Hardebek

Unglücksfahrer soll ins Gefängnis

Bei dem Unfall starben vier Menschen, darunter ein führendes Mitglied der Rockergang Bandido

Kiel/Hardebek. Für die fahrlässige Tötung von vier Menschen bei einem verheerenden Verkehrsunfall im Juni 2012 in Hardebek soll der Unglücksfahrer auf Antrag der Staatsanwaltschaft drei Jahre und zwei Monate in Haft. Der Mann, ein Berufskraftfahrer, sei angetrunken, grob verkehrswidrig und rücksichtslos mit Tempo 125 in den Ort gerast, sagte Oberstaatsanwalt Alexander Ostrowski am Dienstag vor dem Kieler Landgericht.

Das Fahrzeug prallte in einer Kurve ungebremst gegen einen Baum. Drei Insassen, darunter ein führendes Mitglied der Rockergang Bandido, waren sofort tot. Eine junge Frau starb wenig später im Krankenhaus. Der 28-Jährige überlebte als einziger schwer verletzt. Er sitzt seither im Rollstuhl. Zeugen zufolge kannten sich der Unglücksfahrer und drei der Insassen nicht. Man habe sich zufällig am Tresen einer Szenebar getroffen. Demnach wollten alle fünf dann am frühen Vormittag beim Angeklagten weiter „Party machen“. Doch die Fahrt dorthin überlebte nur der 28-Jährige.

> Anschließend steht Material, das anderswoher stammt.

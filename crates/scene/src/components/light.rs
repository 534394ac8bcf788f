/// Light sources understood by the render backend. Directional lights take
/// their position from the owning node.
#[derive(Debug, Copy, Clone, PartialEq)]
pub enum Light {
    Ambient { color: u32, intensity: f64 },
    Directional { color: u32, intensity: f64 },
}

impl Light {
    pub fn ambient(color: u32) -> Self {
        Light::Ambient {
            color,
            intensity: 1.0,
        }
    }

    pub fn directional(color: u32, intensity: f64) -> Self {
        Light::Directional { color, intensity }
    }
}
//! Seam between the overlay and the map it draws on.

use foundation::math::mercator::{DEG2RAD, RAD2DEG, WORLD_SIZE, clamp_latitude};
use foundation::math::{Coordinate, Vec2};

/// Snapshot of the host map's view state.
#[derive(Debug, Copy, Clone, PartialEq)]
pub struct MapTransform {
    /// Viewport size in CSS pixels.
    pub width: f64,
    pub height: f64,
    pub pitch_rad: f64,
    /// Map rotation in radians; the negated bearing.
    pub angle_rad: f64,
    /// `2^zoom`.
    pub scale: f64,
    /// Map center in world pixels at the current zoom.
    pub center_px: Vec2,
}

impl MapTransform {
    /// Builds a transform from camera-style parameters (degrees).
    pub fn from_view(
        center: Coordinate,
        zoom: f64,
        bearing_deg: f64,
        pitch_deg: f64,
        width: f64,
        height: f64,
    ) -> Self {
        let scale = zoom.exp2();
        let world_size = WORLD_SIZE * scale;
        let lat = clamp_latitude(center.lat);
        let x = (180.0 + center.lon) / 360.0 * world_size;
        let y = (180.0 - RAD2DEG * (std::f64::consts::FRAC_PI_4 + lat * DEG2RAD / 2.0).tan().ln())
            / 360.0
            * world_size;
        Self {
            width,
            height,
            pitch_rad: pitch_deg * DEG2RAD,
            angle_rad: -bearing_deg * DEG2RAD,
            scale,
            center_px: Vec2::new(x, y),
        }
    }

    pub fn zoom(&self) -> f64 {
        self.scale.log2()
    }

    /// World size in pixels at the current zoom.
    pub fn world_size(&self) -> f64 {
        WORLD_SIZE * self.scale
    }

    pub fn has_area(&self) -> bool {
        self.width > 0.0 && self.height > 0.0
    }

    /// Viewport pixel to normalized device coordinates (`+y` up).
    pub fn pointer_to_ndc(&self, x: f64, y: f64) -> Option<Vec2> {
        if !self.has_area() {
            return None;
        }
        Some(Vec2::new(x / self.width * 2.0 - 1.0, -(y / self.height) * 2.0 + 1.0))
    }
}

/// The map the overlay is attached to.
pub trait MapHost {
    /// Current view state. Queried whenever the overlay re-syncs its camera.
    fn transform(&self) -> MapTransform;
}

/// A fixed view; handy when the map is driven by hand.
impl MapHost for MapTransform {
    fn transform(&self) -> MapTransform {
        *self
    }
}

/// Notifications a host forwards to the overlay.
#[derive(Debug, Copy, Clone, PartialEq)]
pub enum MapEvent {
    /// The view changed (pan, zoom, rotate or pitch).
    Move,
    /// The viewport was resized.
    Resize,
    /// Pointer position in viewport pixels.
    PointerMove { x: f64, y: f64 },
}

Um ihn aus dem völlig zertrümmerten Wagen herauszuschneiden, mussten Rettungskräfte beide Unterschenkel bis zum Knie amputieren. Der 28-Jährige, selbst Vater einer kleinen Tochter, lag lange im Koma und erfuhr nach eigenen Worten erst Wochen später von einer Psychologin, was geschehen war. Er erinnere sich an keine Einzelheiten des Unfalles, sagte er zu Prozessbeginn. Unter Tränen meinte er, er wünschte, das Geschehen rückgängig machen zu können.

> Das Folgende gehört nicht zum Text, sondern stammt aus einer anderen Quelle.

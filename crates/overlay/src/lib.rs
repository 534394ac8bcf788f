//! 3D meshes on a slippy map.
//!
//! [`Overlay`] keeps a perspective camera in step with the map's view,
//! places meshes at geographic coordinates, and reports pointer hover over
//! placed meshes. The map itself and the rasterizer are reached through the
//! [`MapHost`] and [`gpu::RenderBackend`] traits.

pub mod camera_sync;
pub mod config;
pub mod error;
pub mod host;
pub mod hover;
pub mod overlay;
pub mod placement;

pub use camera_sync::*;
pub use config::*;
pub use error::*;
pub use host::*;
pub use hover::*;
pub use overlay::*;

pub use layers::{
    FeatureCollection, LayerId, ModelShape, PlacementOptions, PreScale, SymbolLayer,
    SymbolLayerOptions,
};
pub mod components;
pub mod entity;
pub mod entity_set;
pub mod picking;
pub mod world;

pub use entity::*;
pub use entity_set::*;
pub use world::*;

Auch das Leid der Angehörigen, sie sind Nebenkläger, war im Gerichtssaal bedrückend zu spüren. Mutter und Schwester eines der Toten konnten Verzweiflung und Tränen über Stunden nicht zurückhalten. Auch die anderen Angehörigen weinten immer wieder.

Der Unfall hatte als „Rockerfahrt in den Tod“ Schlagzeilen gemacht. Die Nebenklage wies aber ausdrücklich darauf hin, dass drei der Toten keinerlei Bezug zur Rockerszene hatten. Sie saßen nur zufällig im Wagen. Das Urteil soll heute verkündet werden.